* WORK TO COMPLETE
Reproduce exactly, and only, the lines running from the start of the entries below to the line containing "has been yielded.".

Dataset entries:
┏━━
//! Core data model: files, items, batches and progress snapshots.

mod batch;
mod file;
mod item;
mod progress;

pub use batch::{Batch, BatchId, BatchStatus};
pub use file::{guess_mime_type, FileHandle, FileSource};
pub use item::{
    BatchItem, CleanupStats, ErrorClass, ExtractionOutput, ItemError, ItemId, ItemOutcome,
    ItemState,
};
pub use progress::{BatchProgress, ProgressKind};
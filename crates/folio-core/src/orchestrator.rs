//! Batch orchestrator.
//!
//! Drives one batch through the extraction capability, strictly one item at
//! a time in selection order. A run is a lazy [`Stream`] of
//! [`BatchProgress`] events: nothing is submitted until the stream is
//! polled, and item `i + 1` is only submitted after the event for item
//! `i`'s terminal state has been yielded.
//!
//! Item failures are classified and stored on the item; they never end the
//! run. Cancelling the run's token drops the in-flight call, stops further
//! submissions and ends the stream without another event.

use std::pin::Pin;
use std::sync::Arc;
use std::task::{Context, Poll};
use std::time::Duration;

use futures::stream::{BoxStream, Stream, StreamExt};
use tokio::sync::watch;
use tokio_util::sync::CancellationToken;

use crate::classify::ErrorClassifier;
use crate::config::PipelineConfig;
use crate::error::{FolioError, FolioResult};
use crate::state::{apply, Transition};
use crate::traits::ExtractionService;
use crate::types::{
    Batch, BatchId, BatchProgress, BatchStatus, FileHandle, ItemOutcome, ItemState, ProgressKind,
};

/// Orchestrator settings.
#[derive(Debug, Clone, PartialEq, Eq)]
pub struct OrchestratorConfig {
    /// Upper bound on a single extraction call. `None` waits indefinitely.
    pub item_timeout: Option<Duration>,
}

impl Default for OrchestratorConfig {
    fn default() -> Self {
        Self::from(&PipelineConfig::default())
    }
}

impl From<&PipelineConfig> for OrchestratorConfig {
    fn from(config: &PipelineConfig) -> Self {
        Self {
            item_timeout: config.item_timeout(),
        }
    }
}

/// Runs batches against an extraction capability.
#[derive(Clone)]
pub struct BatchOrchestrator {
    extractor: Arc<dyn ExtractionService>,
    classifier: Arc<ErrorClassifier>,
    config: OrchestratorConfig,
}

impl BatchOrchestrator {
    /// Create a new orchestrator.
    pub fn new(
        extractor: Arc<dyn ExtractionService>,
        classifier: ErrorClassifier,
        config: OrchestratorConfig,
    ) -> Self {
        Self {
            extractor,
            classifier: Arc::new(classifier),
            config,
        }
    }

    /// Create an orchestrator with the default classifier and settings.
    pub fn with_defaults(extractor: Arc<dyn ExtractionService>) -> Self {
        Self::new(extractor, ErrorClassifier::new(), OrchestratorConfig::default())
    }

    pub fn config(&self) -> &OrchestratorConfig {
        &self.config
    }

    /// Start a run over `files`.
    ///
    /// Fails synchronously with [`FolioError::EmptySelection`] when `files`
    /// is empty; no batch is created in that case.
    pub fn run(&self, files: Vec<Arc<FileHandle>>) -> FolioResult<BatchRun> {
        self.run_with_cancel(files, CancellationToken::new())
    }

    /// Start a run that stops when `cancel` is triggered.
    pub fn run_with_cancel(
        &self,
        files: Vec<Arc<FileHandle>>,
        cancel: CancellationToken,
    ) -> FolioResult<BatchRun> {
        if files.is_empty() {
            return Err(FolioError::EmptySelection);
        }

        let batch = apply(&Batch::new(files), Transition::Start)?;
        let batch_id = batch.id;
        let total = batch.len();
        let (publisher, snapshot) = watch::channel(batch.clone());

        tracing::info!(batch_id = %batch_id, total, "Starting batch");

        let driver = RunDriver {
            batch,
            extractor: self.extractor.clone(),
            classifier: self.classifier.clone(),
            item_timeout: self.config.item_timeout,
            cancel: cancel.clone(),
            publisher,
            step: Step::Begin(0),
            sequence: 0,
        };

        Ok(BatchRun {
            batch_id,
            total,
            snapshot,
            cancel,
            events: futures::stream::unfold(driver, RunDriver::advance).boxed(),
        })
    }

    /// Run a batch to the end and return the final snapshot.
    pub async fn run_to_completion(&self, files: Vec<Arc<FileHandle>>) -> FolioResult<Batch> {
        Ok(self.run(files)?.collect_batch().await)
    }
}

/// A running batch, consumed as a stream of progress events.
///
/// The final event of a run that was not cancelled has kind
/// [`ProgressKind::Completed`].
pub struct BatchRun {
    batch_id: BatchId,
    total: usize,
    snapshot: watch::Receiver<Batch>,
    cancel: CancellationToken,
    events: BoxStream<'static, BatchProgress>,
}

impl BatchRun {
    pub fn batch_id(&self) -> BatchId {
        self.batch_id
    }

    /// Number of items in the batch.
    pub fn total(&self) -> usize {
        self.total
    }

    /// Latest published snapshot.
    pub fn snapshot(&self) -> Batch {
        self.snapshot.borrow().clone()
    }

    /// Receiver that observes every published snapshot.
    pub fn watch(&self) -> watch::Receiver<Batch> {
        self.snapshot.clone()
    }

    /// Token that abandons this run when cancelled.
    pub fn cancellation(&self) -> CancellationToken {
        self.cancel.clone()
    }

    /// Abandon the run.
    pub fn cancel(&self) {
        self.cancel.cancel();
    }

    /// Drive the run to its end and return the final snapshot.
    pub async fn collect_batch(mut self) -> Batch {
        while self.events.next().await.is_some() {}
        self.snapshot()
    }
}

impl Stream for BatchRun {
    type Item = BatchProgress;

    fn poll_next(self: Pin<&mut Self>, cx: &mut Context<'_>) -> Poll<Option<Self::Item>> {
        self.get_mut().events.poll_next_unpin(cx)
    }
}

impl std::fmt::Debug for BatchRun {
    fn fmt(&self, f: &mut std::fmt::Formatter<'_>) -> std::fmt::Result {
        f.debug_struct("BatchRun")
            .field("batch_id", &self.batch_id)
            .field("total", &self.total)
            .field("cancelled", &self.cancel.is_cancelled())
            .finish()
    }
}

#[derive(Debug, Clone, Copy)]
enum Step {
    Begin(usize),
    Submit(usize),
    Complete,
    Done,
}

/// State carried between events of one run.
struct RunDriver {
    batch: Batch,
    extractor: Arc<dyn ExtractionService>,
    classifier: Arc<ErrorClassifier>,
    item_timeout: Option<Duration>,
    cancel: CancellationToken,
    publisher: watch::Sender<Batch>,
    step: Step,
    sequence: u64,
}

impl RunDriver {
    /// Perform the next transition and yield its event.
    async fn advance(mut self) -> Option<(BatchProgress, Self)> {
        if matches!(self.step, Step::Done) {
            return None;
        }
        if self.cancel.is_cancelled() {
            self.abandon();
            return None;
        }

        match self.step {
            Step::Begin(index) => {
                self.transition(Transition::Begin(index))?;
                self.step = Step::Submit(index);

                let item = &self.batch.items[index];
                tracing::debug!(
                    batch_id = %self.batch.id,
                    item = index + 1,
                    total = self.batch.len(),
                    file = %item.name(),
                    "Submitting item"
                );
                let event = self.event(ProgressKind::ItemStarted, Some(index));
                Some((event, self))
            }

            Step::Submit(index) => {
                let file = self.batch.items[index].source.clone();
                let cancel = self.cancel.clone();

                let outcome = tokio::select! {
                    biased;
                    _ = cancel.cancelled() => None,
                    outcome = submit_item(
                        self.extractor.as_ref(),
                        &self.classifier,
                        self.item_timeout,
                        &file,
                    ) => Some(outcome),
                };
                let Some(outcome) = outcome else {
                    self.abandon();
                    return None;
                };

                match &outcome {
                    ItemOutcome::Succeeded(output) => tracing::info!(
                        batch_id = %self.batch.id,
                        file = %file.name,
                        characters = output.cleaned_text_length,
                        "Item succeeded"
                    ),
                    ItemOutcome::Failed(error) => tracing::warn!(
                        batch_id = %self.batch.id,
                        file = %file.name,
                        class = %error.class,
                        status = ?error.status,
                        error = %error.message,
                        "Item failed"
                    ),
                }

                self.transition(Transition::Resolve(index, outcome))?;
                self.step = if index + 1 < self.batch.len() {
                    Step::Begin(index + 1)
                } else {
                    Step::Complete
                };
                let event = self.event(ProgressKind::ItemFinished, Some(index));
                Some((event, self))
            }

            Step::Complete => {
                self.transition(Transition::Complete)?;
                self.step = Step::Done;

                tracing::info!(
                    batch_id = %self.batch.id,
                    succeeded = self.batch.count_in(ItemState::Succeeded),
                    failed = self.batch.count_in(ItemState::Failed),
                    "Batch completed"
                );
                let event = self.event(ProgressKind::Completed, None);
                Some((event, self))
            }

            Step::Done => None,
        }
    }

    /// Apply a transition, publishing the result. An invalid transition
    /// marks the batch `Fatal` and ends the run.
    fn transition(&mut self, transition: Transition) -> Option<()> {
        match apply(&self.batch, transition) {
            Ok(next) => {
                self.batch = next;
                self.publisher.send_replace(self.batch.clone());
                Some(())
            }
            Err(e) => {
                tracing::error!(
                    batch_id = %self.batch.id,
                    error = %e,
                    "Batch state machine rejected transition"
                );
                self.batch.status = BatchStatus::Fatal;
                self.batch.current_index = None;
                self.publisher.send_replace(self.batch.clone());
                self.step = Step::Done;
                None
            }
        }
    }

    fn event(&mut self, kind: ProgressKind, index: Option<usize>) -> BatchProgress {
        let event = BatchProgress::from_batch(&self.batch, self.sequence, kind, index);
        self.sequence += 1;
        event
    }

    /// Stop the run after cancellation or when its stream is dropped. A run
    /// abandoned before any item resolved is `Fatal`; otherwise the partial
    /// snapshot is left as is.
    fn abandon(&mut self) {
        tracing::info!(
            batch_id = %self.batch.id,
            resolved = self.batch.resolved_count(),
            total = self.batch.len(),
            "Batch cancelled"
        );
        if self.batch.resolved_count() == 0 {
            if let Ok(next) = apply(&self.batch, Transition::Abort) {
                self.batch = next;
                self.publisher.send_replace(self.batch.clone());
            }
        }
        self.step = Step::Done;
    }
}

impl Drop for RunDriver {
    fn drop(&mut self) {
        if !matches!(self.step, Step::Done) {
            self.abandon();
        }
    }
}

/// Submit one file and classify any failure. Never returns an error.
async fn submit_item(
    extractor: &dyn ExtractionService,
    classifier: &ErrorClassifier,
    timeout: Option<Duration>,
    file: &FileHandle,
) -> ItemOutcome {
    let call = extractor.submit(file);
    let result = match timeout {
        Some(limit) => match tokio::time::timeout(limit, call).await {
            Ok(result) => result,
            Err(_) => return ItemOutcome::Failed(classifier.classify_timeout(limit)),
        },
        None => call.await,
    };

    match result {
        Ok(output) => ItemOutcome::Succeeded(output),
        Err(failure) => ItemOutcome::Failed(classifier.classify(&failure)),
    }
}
┗━━
* SOLUTION TO THIS EXERCISE
//! Core data model: files, items, batches and progress snapshots.

mod batch;
mod file;
mod item;
mod progress;

pub use batch::{Batch, BatchId, BatchStatus};
pub use file::{guess_mime_type, FileHandle, FileSource};
pub use item::{
    BatchItem, CleanupStats, ErrorClass, ExtractionOutput, ItemError, ItemId, ItemOutcome,
    ItemState,
};
pub use progress::{BatchProgress, ProgressKind};
filename crates/folio-core/src/orchestrator.rs
//! Batch orchestrator.
//!
//! Drives one batch through the extraction capability, strictly one item at
//! a time in selection order. A run is a lazy [`Stream`] of
//! [`BatchProgress`] events: nothing is submitted until the stream is
//! polled, and item `i + 1` is only submitted after the event for item
//! `i`'s terminal state has been yielded.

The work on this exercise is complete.